(Saved data entries)
——————

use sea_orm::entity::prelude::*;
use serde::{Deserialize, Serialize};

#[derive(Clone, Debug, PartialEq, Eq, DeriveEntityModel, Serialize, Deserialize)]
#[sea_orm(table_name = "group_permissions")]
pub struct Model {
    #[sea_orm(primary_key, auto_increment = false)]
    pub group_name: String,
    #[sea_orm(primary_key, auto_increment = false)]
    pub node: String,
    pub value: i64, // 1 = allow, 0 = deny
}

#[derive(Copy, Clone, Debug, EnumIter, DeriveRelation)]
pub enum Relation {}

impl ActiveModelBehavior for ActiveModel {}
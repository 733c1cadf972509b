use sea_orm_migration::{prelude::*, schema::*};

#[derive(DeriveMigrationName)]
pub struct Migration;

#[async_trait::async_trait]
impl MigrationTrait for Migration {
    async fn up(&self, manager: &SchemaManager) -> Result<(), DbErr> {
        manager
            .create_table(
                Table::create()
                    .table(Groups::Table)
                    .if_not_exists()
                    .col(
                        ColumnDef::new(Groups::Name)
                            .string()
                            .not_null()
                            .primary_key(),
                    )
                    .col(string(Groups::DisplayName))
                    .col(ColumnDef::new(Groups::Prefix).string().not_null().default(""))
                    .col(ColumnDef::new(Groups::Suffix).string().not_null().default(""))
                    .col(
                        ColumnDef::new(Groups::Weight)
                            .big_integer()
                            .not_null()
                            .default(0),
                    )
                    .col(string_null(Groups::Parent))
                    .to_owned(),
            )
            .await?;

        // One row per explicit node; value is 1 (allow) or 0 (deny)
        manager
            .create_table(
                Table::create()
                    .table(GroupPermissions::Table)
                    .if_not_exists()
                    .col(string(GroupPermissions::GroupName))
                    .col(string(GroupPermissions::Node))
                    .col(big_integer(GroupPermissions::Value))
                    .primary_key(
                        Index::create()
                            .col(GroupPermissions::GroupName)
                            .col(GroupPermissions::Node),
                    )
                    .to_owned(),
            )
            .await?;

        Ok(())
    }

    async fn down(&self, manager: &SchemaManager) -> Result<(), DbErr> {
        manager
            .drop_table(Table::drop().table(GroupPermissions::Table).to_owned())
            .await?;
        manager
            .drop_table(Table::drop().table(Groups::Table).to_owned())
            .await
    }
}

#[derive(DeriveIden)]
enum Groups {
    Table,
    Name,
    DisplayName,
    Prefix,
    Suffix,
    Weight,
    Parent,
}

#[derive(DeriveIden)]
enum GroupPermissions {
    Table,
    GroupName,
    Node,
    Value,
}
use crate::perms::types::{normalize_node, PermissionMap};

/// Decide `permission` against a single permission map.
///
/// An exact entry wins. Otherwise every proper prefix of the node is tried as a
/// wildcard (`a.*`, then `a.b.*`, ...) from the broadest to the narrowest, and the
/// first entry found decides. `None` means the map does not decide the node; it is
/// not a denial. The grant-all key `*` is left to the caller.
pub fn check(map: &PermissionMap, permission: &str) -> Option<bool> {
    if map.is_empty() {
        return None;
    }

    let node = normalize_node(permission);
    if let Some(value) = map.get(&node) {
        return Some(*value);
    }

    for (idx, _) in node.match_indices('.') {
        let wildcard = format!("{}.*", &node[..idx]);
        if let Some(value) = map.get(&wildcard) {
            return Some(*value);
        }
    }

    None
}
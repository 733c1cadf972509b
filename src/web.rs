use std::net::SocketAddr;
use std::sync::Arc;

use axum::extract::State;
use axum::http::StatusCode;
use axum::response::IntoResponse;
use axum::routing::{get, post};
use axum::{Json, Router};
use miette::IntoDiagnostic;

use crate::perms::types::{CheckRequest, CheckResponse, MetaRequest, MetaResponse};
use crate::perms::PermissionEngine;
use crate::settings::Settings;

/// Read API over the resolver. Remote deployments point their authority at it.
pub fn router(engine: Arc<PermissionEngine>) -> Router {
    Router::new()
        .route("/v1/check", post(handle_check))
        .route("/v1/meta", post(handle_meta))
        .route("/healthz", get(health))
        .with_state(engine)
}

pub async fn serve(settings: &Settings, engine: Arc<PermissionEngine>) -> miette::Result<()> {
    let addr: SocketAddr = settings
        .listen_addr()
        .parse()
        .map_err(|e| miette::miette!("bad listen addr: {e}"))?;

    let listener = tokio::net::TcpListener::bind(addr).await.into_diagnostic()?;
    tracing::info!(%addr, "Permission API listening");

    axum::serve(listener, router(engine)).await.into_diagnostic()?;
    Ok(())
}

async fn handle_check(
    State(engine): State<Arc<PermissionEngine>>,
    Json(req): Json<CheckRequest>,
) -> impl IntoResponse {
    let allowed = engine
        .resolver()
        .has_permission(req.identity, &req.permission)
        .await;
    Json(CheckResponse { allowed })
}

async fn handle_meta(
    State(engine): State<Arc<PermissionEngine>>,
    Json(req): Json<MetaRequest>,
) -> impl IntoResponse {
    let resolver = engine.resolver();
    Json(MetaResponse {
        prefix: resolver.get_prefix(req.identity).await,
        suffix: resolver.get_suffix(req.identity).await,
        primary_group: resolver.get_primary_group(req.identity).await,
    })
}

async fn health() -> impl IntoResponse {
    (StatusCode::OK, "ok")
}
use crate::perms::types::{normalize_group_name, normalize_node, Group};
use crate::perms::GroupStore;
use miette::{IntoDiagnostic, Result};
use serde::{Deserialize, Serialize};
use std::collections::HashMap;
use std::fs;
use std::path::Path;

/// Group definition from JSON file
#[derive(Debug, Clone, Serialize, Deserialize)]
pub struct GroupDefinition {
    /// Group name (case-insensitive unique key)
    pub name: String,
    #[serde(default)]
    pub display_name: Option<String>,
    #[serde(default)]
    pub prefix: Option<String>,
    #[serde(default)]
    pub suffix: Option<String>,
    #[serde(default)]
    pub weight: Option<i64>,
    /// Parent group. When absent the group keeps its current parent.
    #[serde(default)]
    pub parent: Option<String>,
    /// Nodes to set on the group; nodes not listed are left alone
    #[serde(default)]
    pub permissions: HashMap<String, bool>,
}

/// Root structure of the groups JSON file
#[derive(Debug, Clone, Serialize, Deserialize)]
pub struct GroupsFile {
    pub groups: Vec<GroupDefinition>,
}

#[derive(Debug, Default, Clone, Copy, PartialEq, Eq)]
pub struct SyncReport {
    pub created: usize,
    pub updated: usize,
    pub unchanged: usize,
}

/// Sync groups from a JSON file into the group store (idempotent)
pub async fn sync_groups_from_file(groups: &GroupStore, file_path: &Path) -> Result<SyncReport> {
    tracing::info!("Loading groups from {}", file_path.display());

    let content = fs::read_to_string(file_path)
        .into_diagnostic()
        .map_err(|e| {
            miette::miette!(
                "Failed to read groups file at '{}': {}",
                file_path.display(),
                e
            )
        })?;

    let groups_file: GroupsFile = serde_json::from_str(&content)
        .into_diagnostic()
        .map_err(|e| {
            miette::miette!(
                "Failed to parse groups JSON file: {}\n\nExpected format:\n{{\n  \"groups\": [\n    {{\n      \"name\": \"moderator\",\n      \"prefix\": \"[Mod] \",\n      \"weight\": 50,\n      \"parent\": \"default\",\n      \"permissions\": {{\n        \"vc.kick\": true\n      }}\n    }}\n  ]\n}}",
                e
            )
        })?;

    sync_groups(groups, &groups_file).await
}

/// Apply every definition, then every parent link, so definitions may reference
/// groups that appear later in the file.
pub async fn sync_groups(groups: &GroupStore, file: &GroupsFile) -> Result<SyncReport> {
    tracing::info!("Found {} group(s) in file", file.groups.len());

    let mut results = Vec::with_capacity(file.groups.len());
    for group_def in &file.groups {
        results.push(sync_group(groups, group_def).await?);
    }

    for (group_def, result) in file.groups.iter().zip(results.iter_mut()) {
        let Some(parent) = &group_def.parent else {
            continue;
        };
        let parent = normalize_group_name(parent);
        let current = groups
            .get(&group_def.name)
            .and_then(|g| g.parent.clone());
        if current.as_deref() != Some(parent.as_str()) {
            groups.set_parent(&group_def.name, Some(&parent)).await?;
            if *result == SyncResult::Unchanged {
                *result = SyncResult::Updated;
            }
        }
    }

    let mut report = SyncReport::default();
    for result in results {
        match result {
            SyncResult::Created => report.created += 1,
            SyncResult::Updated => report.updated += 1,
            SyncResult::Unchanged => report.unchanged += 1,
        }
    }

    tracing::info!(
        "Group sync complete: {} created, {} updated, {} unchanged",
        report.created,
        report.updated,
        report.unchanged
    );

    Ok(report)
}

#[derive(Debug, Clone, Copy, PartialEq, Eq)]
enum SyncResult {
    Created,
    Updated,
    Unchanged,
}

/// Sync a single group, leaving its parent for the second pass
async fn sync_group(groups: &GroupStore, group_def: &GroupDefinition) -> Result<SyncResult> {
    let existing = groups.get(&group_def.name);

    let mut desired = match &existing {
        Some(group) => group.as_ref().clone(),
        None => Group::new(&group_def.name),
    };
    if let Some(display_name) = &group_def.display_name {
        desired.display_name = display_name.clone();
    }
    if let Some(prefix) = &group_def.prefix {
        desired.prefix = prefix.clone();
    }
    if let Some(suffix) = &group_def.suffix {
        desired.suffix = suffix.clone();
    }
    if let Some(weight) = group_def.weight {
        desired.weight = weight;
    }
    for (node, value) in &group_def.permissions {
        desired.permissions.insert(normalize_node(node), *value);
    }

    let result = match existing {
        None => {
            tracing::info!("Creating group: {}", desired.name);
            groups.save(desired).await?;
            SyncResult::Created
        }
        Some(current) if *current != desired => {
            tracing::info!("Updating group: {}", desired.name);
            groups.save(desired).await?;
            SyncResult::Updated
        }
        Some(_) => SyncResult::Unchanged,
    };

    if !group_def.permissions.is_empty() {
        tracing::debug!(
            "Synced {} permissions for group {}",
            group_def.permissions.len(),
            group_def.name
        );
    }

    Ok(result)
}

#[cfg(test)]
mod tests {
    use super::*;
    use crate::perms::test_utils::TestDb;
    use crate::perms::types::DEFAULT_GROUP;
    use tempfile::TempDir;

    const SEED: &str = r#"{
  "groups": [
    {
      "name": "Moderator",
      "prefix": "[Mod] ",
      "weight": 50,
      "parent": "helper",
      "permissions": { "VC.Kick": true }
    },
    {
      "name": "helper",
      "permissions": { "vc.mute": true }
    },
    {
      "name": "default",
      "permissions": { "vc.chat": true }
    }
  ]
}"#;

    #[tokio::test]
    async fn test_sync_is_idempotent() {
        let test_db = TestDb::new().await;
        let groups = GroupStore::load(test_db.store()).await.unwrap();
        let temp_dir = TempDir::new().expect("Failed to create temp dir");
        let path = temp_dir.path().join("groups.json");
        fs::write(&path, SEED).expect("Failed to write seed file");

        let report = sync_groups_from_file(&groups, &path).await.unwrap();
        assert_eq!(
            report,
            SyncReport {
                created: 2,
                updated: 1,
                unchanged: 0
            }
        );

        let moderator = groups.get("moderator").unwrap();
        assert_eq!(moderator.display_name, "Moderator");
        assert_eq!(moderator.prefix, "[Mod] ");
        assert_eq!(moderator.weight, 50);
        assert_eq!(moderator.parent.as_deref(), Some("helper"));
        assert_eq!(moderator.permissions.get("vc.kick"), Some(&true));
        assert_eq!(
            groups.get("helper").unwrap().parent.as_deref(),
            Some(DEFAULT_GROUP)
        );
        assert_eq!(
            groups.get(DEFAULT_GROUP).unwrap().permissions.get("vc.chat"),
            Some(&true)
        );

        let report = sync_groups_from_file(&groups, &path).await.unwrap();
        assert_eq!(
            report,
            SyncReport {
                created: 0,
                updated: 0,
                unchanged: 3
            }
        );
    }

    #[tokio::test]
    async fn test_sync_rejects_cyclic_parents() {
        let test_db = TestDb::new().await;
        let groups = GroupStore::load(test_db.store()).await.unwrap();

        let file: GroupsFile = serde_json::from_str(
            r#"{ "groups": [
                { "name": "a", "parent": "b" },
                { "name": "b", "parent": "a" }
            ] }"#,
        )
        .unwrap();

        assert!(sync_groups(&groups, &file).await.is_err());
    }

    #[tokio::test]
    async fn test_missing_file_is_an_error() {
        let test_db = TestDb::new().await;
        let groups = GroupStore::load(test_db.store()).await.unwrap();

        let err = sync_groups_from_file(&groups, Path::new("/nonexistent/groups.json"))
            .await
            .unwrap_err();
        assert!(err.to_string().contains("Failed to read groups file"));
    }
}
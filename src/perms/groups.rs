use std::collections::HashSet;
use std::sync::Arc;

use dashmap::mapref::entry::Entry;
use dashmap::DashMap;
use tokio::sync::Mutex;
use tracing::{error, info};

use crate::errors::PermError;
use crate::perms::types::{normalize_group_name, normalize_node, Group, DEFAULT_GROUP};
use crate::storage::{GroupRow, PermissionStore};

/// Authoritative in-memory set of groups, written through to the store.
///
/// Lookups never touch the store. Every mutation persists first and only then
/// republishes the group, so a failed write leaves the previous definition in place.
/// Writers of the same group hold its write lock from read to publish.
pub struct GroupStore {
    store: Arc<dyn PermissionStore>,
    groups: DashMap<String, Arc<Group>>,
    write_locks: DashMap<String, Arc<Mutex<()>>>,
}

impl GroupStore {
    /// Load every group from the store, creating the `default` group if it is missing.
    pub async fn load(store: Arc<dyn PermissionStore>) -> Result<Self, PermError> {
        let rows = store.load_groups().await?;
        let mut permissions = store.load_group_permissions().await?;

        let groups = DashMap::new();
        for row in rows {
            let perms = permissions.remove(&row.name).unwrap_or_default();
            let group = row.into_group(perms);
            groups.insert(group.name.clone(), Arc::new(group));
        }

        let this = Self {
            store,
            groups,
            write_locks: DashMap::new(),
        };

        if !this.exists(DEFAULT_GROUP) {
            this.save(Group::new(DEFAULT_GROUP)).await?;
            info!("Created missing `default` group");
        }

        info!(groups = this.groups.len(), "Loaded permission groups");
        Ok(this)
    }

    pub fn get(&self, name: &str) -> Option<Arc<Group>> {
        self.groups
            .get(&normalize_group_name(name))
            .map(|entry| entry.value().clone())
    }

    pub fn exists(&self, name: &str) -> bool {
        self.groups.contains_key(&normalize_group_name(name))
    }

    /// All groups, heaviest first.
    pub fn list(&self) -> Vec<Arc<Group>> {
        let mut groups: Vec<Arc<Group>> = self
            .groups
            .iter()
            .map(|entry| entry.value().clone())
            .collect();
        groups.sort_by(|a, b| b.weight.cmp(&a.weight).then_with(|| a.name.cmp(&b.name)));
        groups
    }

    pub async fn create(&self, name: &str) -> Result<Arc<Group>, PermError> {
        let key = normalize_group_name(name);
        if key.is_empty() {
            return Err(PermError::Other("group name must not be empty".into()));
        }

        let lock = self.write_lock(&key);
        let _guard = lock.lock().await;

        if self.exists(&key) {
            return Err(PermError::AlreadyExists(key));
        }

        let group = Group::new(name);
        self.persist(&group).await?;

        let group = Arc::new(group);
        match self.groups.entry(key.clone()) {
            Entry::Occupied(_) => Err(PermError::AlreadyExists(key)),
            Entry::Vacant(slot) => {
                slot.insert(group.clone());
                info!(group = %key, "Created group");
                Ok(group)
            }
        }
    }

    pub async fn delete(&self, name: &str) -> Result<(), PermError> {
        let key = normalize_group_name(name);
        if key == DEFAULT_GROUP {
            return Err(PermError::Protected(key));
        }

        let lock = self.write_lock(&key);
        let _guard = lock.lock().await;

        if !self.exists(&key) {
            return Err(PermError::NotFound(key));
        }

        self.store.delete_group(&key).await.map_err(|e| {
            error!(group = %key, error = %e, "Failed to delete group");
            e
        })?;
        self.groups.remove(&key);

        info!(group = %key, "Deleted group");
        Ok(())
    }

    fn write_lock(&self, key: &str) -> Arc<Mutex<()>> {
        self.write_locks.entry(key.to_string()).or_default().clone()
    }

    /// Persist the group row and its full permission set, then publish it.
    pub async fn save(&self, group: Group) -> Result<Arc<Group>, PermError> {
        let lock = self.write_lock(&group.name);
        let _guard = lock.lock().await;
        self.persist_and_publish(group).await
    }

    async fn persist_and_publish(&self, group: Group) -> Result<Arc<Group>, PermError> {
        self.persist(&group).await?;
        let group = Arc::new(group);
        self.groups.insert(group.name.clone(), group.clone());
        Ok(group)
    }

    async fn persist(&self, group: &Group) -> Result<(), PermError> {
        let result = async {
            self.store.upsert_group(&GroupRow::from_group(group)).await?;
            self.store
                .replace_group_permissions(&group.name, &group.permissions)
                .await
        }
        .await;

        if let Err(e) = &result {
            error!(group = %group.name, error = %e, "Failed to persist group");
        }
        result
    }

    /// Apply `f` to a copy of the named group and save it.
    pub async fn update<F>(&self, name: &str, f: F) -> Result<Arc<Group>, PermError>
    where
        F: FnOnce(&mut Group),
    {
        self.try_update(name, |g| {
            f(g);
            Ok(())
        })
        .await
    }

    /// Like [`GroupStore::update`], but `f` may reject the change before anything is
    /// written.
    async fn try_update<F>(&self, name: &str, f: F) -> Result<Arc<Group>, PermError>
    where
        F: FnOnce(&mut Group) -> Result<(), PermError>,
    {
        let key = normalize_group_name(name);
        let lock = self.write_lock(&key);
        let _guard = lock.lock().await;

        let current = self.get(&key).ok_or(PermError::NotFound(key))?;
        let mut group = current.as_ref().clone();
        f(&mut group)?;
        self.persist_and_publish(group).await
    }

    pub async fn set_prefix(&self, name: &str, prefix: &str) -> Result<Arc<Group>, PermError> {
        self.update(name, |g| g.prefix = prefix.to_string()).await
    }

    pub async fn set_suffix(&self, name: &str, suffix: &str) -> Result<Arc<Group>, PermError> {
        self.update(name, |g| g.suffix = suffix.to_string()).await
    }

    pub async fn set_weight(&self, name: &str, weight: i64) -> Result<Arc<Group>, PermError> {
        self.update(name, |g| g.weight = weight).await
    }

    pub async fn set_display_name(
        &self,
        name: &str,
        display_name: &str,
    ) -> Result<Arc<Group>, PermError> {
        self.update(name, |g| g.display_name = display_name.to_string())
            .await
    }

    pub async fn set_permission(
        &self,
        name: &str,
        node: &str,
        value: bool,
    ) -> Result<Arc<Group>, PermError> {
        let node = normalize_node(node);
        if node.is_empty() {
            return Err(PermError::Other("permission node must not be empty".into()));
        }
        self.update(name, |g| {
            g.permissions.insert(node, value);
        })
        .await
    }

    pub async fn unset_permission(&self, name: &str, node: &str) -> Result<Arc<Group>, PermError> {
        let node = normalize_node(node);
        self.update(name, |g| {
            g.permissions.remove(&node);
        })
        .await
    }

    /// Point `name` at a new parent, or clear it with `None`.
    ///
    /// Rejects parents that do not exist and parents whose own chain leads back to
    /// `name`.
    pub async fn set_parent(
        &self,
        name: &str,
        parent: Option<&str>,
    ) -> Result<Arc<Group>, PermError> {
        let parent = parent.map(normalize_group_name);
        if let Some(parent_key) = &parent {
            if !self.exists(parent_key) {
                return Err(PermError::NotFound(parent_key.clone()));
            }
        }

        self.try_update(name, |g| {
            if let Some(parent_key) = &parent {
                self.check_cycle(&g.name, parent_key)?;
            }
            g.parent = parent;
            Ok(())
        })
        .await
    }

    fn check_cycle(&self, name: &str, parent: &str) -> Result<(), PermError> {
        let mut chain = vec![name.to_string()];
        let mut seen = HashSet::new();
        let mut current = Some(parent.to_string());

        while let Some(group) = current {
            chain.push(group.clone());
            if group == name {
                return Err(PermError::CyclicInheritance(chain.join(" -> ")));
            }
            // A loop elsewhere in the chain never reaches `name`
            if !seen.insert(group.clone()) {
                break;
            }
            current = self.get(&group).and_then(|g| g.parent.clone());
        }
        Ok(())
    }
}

——————

Task requirements -> From the first line of the data above through the line containing "ColumnDef::new(Groups::Name)", repeat each line exactly, and add nothing.

Exercise solution ->
use sea_orm::entity::prelude::*;
use serde::{Deserialize, Serialize};

#[derive(Clone, Debug, PartialEq, Eq, DeriveEntityModel, Serialize, Deserialize)]
#[sea_orm(table_name = "group_permissions")]
pub struct Model {
    #[sea_orm(primary_key, auto_increment = false)]
    pub group_name: String,
    #[sea_orm(primary_key, auto_increment = false)]
    pub node: String,
    pub value: i64, // 1 = allow, 0 = deny
}

#[derive(Copy, Clone, Debug, EnumIter, DeriveRelation)]
pub enum Relation {}

impl ActiveModelBehavior for ActiveModel {}
repository 733c1cadf972509b
use sea_orm_migration::{prelude::*, schema::*};

#[derive(DeriveMigrationName)]
pub struct Migration;

#[async_trait::async_trait]
impl MigrationTrait for Migration {
    async fn up(&self, manager: &SchemaManager) -> Result<(), DbErr> {
        manager
            .create_table(
                Table::create()
                    .table(Groups::Table)
                    .if_not_exists()
                    .col(
                        ColumnDef::new(Groups::Name)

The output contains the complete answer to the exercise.